§ Requirement
Find every line in the material below with the string "directory" and state how many there are, with no other text.
^^^^^^^^
//! Provider trait and common types for multi-provider LLM support

use std::time::Duration;

use async_trait::async_trait;
use serde::{Deserialize, Serialize};
use ts_rs::TS;

use crate::error::{Classify, ErrorCategory};

/// Supported LLM provider types
#[derive(Debug, Clone, Copy, PartialEq, Eq, Hash, Serialize, Deserialize, TS)]
#[serde(rename_all = "lowercase")]
pub enum ProviderKind {
    OpenAI,
    Anthropic,
    /// Ollama local LLM (OpenAI-compatible)
    Ollama,
}

impl std::fmt::Display for ProviderKind {
    fn fmt(&self, f: &mut std::fmt::Formatter<'_>) -> std::fmt::Result {
        match self {
            ProviderKind::OpenAI => write!(f, "openai"),
            ProviderKind::Anthropic => write!(f, "anthropic"),
            ProviderKind::Ollama => write!(f, "ollama"),
        }
    }
}

impl std::str::FromStr for ProviderKind {
    type Err = String;

    fn from_str(s: &str) -> Result<Self, Self::Err> {
        match s.to_lowercase().as_str() {
            "openai" => Ok(ProviderKind::OpenAI),
            "anthropic" | "claude" => Ok(ProviderKind::Anthropic),
            "ollama" => Ok(ProviderKind::Ollama),
            _ => Err(format!("Unknown provider type: {}", s)),
        }
    }
}

/// Error type for provider operations
#[derive(Debug, Clone, thiserror::Error)]
pub enum ProviderError {
    #[error("API error ({status}): {message}")]
    ApiError { status: u16, message: String },

    #[error("Request failed: {0}")]
    RequestFailed(String),

    #[error("Request timed out after {0:?}")]
    Timeout(Duration),

    #[error("Response parse error: {0}")]
    ParseError(String),

    #[error("Configuration error: {0}")]
    ConfigError(String),

    #[error("Rate limited: retry after {retry_after_ms:?}ms")]
    RateLimited { retry_after_ms: Option<u64> },

    #[error("Authentication failed: {0}")]
    AuthError(String),

    #[error("Provider not available: {0}")]
    NotAvailable(String),

    #[error("Context length exceeded: {0}")]
    ContextLength(String),

    #[error("Quota exceeded: {0}")]
    QuotaExceeded(String),

    #[error("Invalid request: {0}")]
    InvalidRequest(String),

    #[error("Content policy violation: {0}")]
    ContentPolicy(String),
}

impl Classify for ProviderError {
    fn category(&self) -> ErrorCategory {
        match self {
            ProviderError::RequestFailed(_) | ProviderError::Timeout(_) => ErrorCategory::Network,
            // A missing key or rejected credential only concerns this provider,
            // the next one in the chain may still answer.
            ProviderError::ParseError(_)
            | ProviderError::ConfigError(_)
            | ProviderError::RateLimited { .. }
            | ProviderError::AuthError(_)
            | ProviderError::NotAvailable(_) => ErrorCategory::Provider,
            ProviderError::ContextLength(_) | ProviderError::QuotaExceeded(_) => {
                ErrorCategory::ResourceLimit
            }
            ProviderError::InvalidRequest(_) | ProviderError::ContentPolicy(_) => {
                ErrorCategory::Business
            }
            ProviderError::ApiError { status, .. } => match status {
                408 => ErrorCategory::Network,
                413 => ErrorCategory::ResourceLimit,
                500..=599 => ErrorCategory::Provider,
                400..=499 => ErrorCategory::Business,
                _ => ErrorCategory::Unknown,
            },
        }
    }
}

impl From<reqwest::Error> for ProviderError {
    fn from(err: reqwest::Error) -> Self {
        if err.is_decode() {
            ProviderError::ParseError(err.to_string())
        } else {
            ProviderError::RequestFailed(err.to_string())
        }
    }
}

/// Map a non-success HTTP status to a provider error
pub fn error_from_status(status: u16, body: String) -> ProviderError {
    if let Some(payload) = serde_json::from_str::<serde_json::Value>(&body)
        .ok()
        .and_then(|json| ErrorPayload::from_json(&json))
    {
        let mut payload = payload;
        payload.status = Some(status);
        return payload.into_error();
    }

    match status {
        429 => ProviderError::RateLimited {
            retry_after_ms: None,
        },
        401 | 403 => ProviderError::AuthError(body),
        503 | 529 => ProviderError::NotAvailable(body),
        _ => ProviderError::ApiError {
            status,
            message: body,
        },
    }
}

/// Options for a single generation call
#[derive(Debug, Clone, Default)]
pub struct GenerationOptions {
    pub system: Option<String>,
    pub temperature: Option<f32>,
    pub max_tokens: Option<u32>,
    /// Ask the provider for a JSON object when it supports that natively
    pub json_output: bool,
    /// Per-call timeout; the client default applies when unset
    pub timeout: Option<Duration>,
}

impl GenerationOptions {
    pub fn with_system(mut self, system: impl Into<String>) -> Self {
        self.system = Some(system.into());
        self
    }

    pub fn with_temperature(mut self, temperature: f32) -> Self {
        self.temperature = Some(temperature);
        self
    }

    pub fn with_max_tokens(mut self, max_tokens: u32) -> Self {
        self.max_tokens = Some(max_tokens);
        self
    }

    pub fn json(mut self) -> Self {
        self.json_output = true;
        self
    }

    pub fn with_timeout(mut self, timeout: Duration) -> Self {
        self.timeout = Some(timeout);
        self
    }
}

/// Token usage information
#[derive(Debug, Clone, Copy, Default, PartialEq, Eq, Serialize, Deserialize, TS)]
pub struct TokenUsage {
    pub input_tokens: u32,
    pub output_tokens: u32,
}

impl TokenUsage {
    pub fn total(&self) -> u32 {
        self.input_tokens + self.output_tokens
    }
}

/// Per-million-token prices in USD
#[derive(Debug, Clone, Copy, Default, PartialEq, Serialize, Deserialize)]
pub struct Pricing {
    pub input_per_mtok: f64,
    pub output_per_mtok: f64,
}

impl Pricing {
    pub fn cost(&self, usage: &TokenUsage) -> f64 {
        (usage.input_tokens as f64 * self.input_per_mtok
            + usage.output_tokens as f64 * self.output_per_mtok)
            / 1_000_000.0
    }
}

/// Successful completion from a provider
#[derive(Debug, Clone, PartialEq)]
pub struct Completion {
    pub text: String,
    pub usage: Option<TokenUsage>,
}

/// Error object a provider returned inside an otherwise readable response body
#[derive(Debug, Clone, PartialEq, Default)]
pub struct ErrorPayload {
    pub kind: Option<String>,
    pub code: Option<String>,
    pub message: String,
    pub status: Option<u16>,
}

impl ErrorPayload {
    /// Recognise the error envelopes used by OpenAI-compatible and Anthropic
    /// APIs: `{"error": {...}}`, `{"type": "error", "error": {...}}` and
    /// `{"error": "message"}`.
    pub fn from_json(json: &serde_json::Value) -> Option<Self> {
        let error = json.get("error")?;
        if error.is_null() {
            return None;
        }
        if let Some(message) = error.as_str() {
            return Some(Self {
                message: message.to_string(),
                ..Default::default()
            });
        }
        let object = error.as_object()?;
        let field = |name: &str| {
            object.get(name).and_then(|v| match v {
                serde_json::Value::String(s) => Some(s.clone()),
                serde_json::Value::Number(n) => Some(n.to_string()),
                _ => None,
            })
        };
        Some(Self {
            kind: field("type"),
            code: field("code"),
            message: field("message").unwrap_or_else(|| error.to_string()),
            status: None,
        })
    }

    /// Classify by the payload's structured `type` and `code` fields.
    pub fn into_error(self) -> ProviderError {
        let kind = self.kind.as_deref().unwrap_or_default();
        let code = self.code.as_deref().unwrap_or_default();
        let message = self.message;

        match (kind, code) {
            (_, "context_length_exceeded") | (_, "string_above_max_length") => {
                ProviderError::ContextLength(message)
            }
            (_, "insufficient_quota") | ("insufficient_quota", _) => {
                ProviderError::QuotaExceeded(message)
            }
            ("rate_limit_error", _) | ("rate_limit_exceeded", _) | (_, "rate_limit_exceeded") => {
                ProviderError::RateLimited {
                    retry_after_ms: None,
                }
            }
            ("overloaded_error", _) | ("server_error", _) | ("api_error", _) => {
                ProviderError::NotAvailable(message)
            }
            ("authentication_error", _) | ("permission_error", _) | (_, "invalid_api_key") => {
                ProviderError::AuthError(message)
            }
            ("content_filter", _) | (_, "content_filter") | (_, "content_policy_violation") => {
                ProviderError::ContentPolicy(message)
            }
            ("invalid_request_error", _) | ("not_found_error", _) => {
                ProviderError::InvalidRequest(message)
            }
            _ => match self.status {
                Some(status) => ProviderError::ApiError { status, message },
                None => ProviderError::ParseError(format!("unrecognised error payload: {}", message)),
            },
        }
    }
}

/// What a provider handed back for one call
#[derive(Debug, Clone, PartialEq)]
pub enum ProviderReply {
    Completion(Completion),
    /// In-band error object. The client classifies it like any other failure.
    ErrorPayload(ErrorPayload),
}

/// Trait that all LLM providers must implement
#[async_trait]
pub trait LlmProvider: Send + Sync {
    /// Name used in logs and fallback reports
    fn name(&self) -> &str;

    fn kind(&self) -> ProviderKind;

    fn model(&self) -> &str;

    fn pricing(&self) -> Pricing {
        Pricing::default()
    }

    /// Budget for one call to this provider when the caller sets none
    fn timeout(&self) -> Option<Duration> {
        None
    }

    async fn generate(
        &self,
        prompt: &str,
        options: &GenerationOptions,
    ) -> Result<ProviderReply, ProviderError>;
}

#[cfg(test)]
mod tests {
    use serde_json::json;

    use super::*;

    #[test]
    fn test_error_payload_is_classified_by_structure() {
        let openai = json!({
            "error": {
                "message": "This model's maximum context length is 8192 tokens",
                "type": "invalid_request_error",
                "code": "context_length_exceeded"
            }
        });
        let err = ErrorPayload::from_json(&openai).unwrap().into_error();
        assert!(matches!(err, ProviderError::ContextLength(_)));
        assert_eq!(err.category(), ErrorCategory::ResourceLimit);

        let anthropic = json!({
            "type": "error",
            "error": {"type": "overloaded_error", "message": "Overloaded"}
        });
        let err = ErrorPayload::from_json(&anthropic).unwrap().into_error();
        assert!(matches!(err, ProviderError::NotAvailable(_)));
        assert!(err.is_retryable());

        let policy = json!({"error": {"type": "invalid_request_error", "code": "content_policy_violation", "message": "no"}});
        let err = ErrorPayload::from_json(&policy).unwrap().into_error();
        assert_eq!(err.category(), ErrorCategory::Business);
    }

    #[test]
    fn test_plain_body_is_not_an_error_payload() {
        assert!(ErrorPayload::from_json(&json!({"choices": []})).is_none());
        assert!(ErrorPayload::from_json(&json!({"error": null})).is_none());
    }

    #[test]
    fn test_status_mapping() {
        assert!(matches!(
            error_from_status(429, "slow down".to_string()),
            ProviderError::RateLimited { .. }
        ));
        assert!(matches!(
            error_from_status(529, String::new()),
            ProviderError::NotAvailable(_)
        ));
        assert_eq!(
            error_from_status(502, "bad gateway".to_string()).category(),
            ErrorCategory::Provider
        );
        assert_eq!(
            error_from_status(400, "bad input".to_string()).category(),
            ErrorCategory::Business
        );
    }

    #[test]
    fn test_pricing_per_million_tokens() {
        let pricing = Pricing {
            input_per_mtok: 3.0,
            output_per_mtok: 15.0,
        };
        let usage = TokenUsage {
            input_tokens: 1_000,
            output_tokens: 2_000,
        };
        let cost = pricing.cost(&usage);
        assert!((cost - 0.033).abs() < 1e-9);
    }
}
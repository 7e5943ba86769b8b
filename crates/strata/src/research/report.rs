//! Report assembly and persistence

use std::{
    collections::BTreeMap,
    path::{Path, PathBuf},
    time::Duration,
};

use chrono::{DateTime, Utc};
use uuid::Uuid;

use super::{
    prompts,
    types::{ChartManifestEntry, ChartSpec, ComputationResult, Outline, ReportBundle, ReportMetadata},
    DeepResearchWorkflow, ResearchOutcome, RunScope,
};
use crate::{cache::normalize_query, error::Result};

const EXCERPT_CHARS: usize = 400;

pub const REPORT_FILE: &str = "report.md";
pub const METADATA_FILE: &str = "metadata.json";
pub const ARTIFACTS_DIR: &str = "artifacts";

pub fn chart_file_name(number: usize) -> String {
    format!("chart_{:02}.png", number)
}

/// `{first 8 chars of trace id}_{YYYYmmdd_HHMMSS}`
pub fn run_dir_name(trace_id: Uuid, at: DateTime<Utc>) -> String {
    let id = trace_id.simple().to_string();
    format!("{}_{}", &id[..8], at.format("%Y%m%d_%H%M%S"))
}

/// Put chart images into the report.
///
/// `chart://N` placeholders written by the model become relative artifact
/// paths. Charts the model did not place go at the end of their target
/// section, or at the end of the report if that section is absent.
pub fn embed_charts(report: &str, charts: &[ComputationResult]) -> String {
    let mut report = report.to_string();
    for (index, chart) in charts.iter().enumerate() {
        let number = index + 1;
        let path = format!("{}/{}", ARTIFACTS_DIR, chart_file_name(number));
        let placeholder = format!("(chart://{})", number);
        if report.contains(&placeholder) {
            report = report.replace(&placeholder, &format!("({})", path));
        } else {
            let image = format!("![{}]({})", chart.spec.title, path);
            report = insert_into_section(&report, &chart.spec.section, &image);
        }
    }
    report
}

fn heading_level(line: &str) -> Option<usize> {
    let trimmed = line.trim_start();
    let level = trimmed.chars().take_while(|c| *c == '#').count();
    (level > 0 && trimmed[level..].starts_with(' ')).then_some(level)
}

fn insert_into_section(report: &str, section: &str, block: &str) -> String {
    let mut lines: Vec<&str> = report.lines().collect();
    let wanted = normalize_query(section);

    let heading = (!wanted.is_empty())
        .then(|| {
            lines.iter().enumerate().find_map(|(i, line)| {
                let level = heading_level(line)?;
                let text = normalize_query(line.trim_start().trim_start_matches('#'));
                text.contains(&wanted).then_some((i, level))
            })
        })
        .flatten();

    let Some((start, level)) = heading else {
        return format!("{}\n\n{}\n", report.trim_end(), block);
    };

    let mut end = lines[start + 1..]
        .iter()
        .position(|line| heading_level(line).is_some_and(|l| l <= level))
        .map(|offset| start + 1 + offset)
        .unwrap_or(lines.len());
    while end > start + 1 && lines[end - 1].trim().is_empty() {
        end -= 1;
    }

    lines.splice(end..end, ["", block, ""]);
    let mut out = lines.join("\n");
    out.push('\n');
    out
}

pub struct BundleInfo<'a> {
    pub trace_id: Uuid,
    pub query: &'a str,
    pub outline: &'a Outline,
    pub research: &'a ResearchOutcome,
    pub started_at: DateTime<Utc>,
    pub duration: Duration,
}

pub fn build_bundle(report: String, info: BundleInfo<'_>, charts: &[ComputationResult]) -> ReportBundle {
    let mut artifacts = BTreeMap::new();
    let mut manifest = Vec::new();
    for (index, chart) in charts.iter().enumerate() {
        let file = chart_file_name(index + 1);
        manifest.push(ChartManifestEntry {
            file: format!("{}/{}", ARTIFACTS_DIR, file),
            title: chart.spec.title.clone(),
            section: chart.spec.section.clone(),
            bytes: chart.image.data.len(),
        });
        artifacts.insert(file, chart.image.data.clone());
    }

    ReportBundle {
        report,
        metadata: ReportMetadata {
            trace_id: info.trace_id,
            query: info.query.to_string(),
            title: info.outline.title.clone(),
            started_at: info.started_at,
            duration_ms: info.duration.as_millis() as u64,
            iterations: info.research.iterations,
            queries: info.research.queries.clone(),
            sources: info.research.ledger.sources(),
            coverage: info.research.synthesis.coverage.clone(),
            charts: manifest,
            sandbox_degraded: charts.iter().any(|c| c.degraded),
        },
        artifacts,
    }
}

async fn write_bundle(dir: &Path, bundle: &ReportBundle) -> std::io::Result<()> {
    let artifacts = dir.join(ARTIFACTS_DIR);
    tokio::fs::create_dir_all(&artifacts).await?;
    for (name, bytes) in &bundle.artifacts {
        tokio::fs::write(artifacts.join(name), bytes).await?;
    }
    let metadata = serde_json::to_vec_pretty(&bundle.metadata)
        .map_err(|e| std::io::Error::new(std::io::ErrorKind::InvalidData, e))?;
    tokio::fs::write(dir.join(METADATA_FILE), metadata).await?;
    tokio::fs::write(dir.join(REPORT_FILE), &bundle.report).await
}

/// Write the bundle into `dir`. If that fails, write the report text alone
/// so the result is not lost. Returns the directory holding the report.
pub async fn persist_bundle(dir: &Path, bundle: &ReportBundle) -> Option<PathBuf> {
    match write_bundle(dir, bundle).await {
        Ok(()) => {
            tracing::info!(
                dir = %dir.display(),
                artifacts = bundle.artifacts.len(),
                "[DEEP_RESEARCH] Report bundle saved"
            );
            Some(dir.to_path_buf())
        }
        Err(err) => {
            tracing::warn!(
                dir = %dir.display(),
                "[DEEP_RESEARCH] Failed to save report bundle, saving report only: {}",
                err
            );
            let fallback = async {
                tokio::fs::create_dir_all(dir).await?;
                tokio::fs::write(dir.join(REPORT_FILE), &bundle.report).await
            };
            match fallback.await {
                Ok(()) => Some(dir.to_path_buf()),
                Err(err) => {
                    tracing::error!(
                        dir = %dir.display(),
                        "[DEEP_RESEARCH] Failed to save report: {}",
                        err
                    );
                    None
                }
            }
        }
    }
}

impl DeepResearchWorkflow {
    pub(crate) async fn write_report(
        &self,
        scope: &RunScope<'_>,
        outline: &Outline,
        research: &ResearchOutcome,
        charts: &[ComputationResult],
    ) -> Result<String> {
        let placed: Vec<(usize, &ChartSpec)> = charts
            .iter()
            .enumerate()
            .map(|(i, c)| (i + 1, &c.spec))
            .collect();
        let prompt = prompts::report(
            scope.query,
            outline,
            &research.synthesis,
            &research.ledger.render_index(EXCERPT_CHARS),
            &placed,
        );
        let text = self.ask(scope, prompt, false).await?;
        Ok(embed_charts(text.trim(), charts))
    }
}
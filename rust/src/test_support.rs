//! Test helpers: settings rooted in a temp directory and an in-memory toolchain.

use std::collections::BTreeMap;
use std::ops::Range;
use std::path::Path;

use crate::config::Settings;
use crate::error::Result;
use crate::models::ChainNumber;
use crate::toolchain::Toolchain;

pub(crate) fn make_settings(root: &Path, chain_range: Range<ChainNumber>) -> Settings {
    Settings {
        schedule_file: root.join("schedule"),
        jobs_file: root.join("jobs"),
        powr_proc: "/nonexistent/proc.dir/".to_string(),
        wrdata_path: root.join("wrdata{}").to_string_lossy().into_owned(),
        save_path: root.join("models"),
        powr_out_path: root.join("output"),
        chain_range,
        machine_priority: Vec::new(),
        verbosity: 0,
    }
}

#[derive(Clone, Debug, Default)]
pub(crate) struct FakeChain {
    pub host: String,
    pub wrstart: String,
    pub wruniq: String,
    pub formal: String,
    pub label: String,
}

/// Keeps chain state in memory and renders it the way the status query does.
#[derive(Debug, Default)]
pub(crate) struct FakeToolchain {
    chains: BTreeMap<ChainNumber, FakeChain>,
    hosts: Vec<(String, u32, u32)>,
    pub submitted: Vec<(ChainNumber, String)>,
    pub label_writes: Vec<(ChainNumber, String)>,
}

impl FakeToolchain {
    pub fn new() -> Self {
        Self::default()
    }

    pub fn add_chain(&mut self, number: ChainNumber, host: &str, label: &str) {
        self.chains.insert(
            number,
            FakeChain {
                host: host.to_string(),
                label: label.to_string(),
                ..FakeChain::default()
            },
        );
    }

    pub fn remove_chain(&mut self, number: ChainNumber) {
        self.chains.remove(&number);
    }

    pub fn set_phases(&mut self, number: ChainNumber, wrstart: &str, wruniq: &str, formal: &str) {
        if let Some(chain) = self.chains.get_mut(&number) {
            chain.wrstart = wrstart.to_string();
            chain.wruniq = wruniq.to_string();
            chain.formal = formal.to_string();
        }
    }

    /// Change a label behind the scheduler's back.
    pub fn relabel(&mut self, number: ChainNumber, label: &str) {
        if let Some(chain) = self.chains.get_mut(&number) {
            chain.label = label.to_string();
        }
    }

    pub fn label(&self, number: ChainNumber) -> Option<&str> {
        self.chains.get(&number).map(|c| c.label.as_str())
    }

    pub fn add_host(&mut self, name: &str, occupied: u32, total: u32) {
        self.hosts.push((name.to_string(), occupied, total));
    }
}

impl Toolchain for FakeToolchain {
    fn status(&self) -> Result<String> {
        let mut out = String::from("Chain status\n");
        for (number, c) in &self.chains {
            out.push_str(&format!(
                "Ket.{}\t{}\t{}\t{}\t-\t{}\t{}\n",
                number, c.host, c.wrstart, c.wruniq, c.formal, c.label
            ));
        }
        Ok(out)
    }

    fn set_label(&mut self, chain: ChainNumber, label: &str) -> Result<()> {
        self.label_writes.push((chain, label.to_string()));
        self.relabel(chain, label);
        Ok(())
    }

    fn submit(&mut self, chain: ChainNumber, host: &str) -> Result<()> {
        self.submitted.push((chain, host.to_string()));
        Ok(())
    }

    fn occupancy(&self) -> Result<String> {
        let mut out = String::new();
        for (name, occupied, total) in &self.hosts {
            out.push_str(&format!("HOST = {} (test machine)\n", name));
            out.push_str(&format!(
                "  Efficiency 100%, {} active PoWR programs, {} Cores available\n",
                occupied, total
            ));
        }
        Ok(out)
    }
}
^^^^^^^^
§ Result for this exercise
2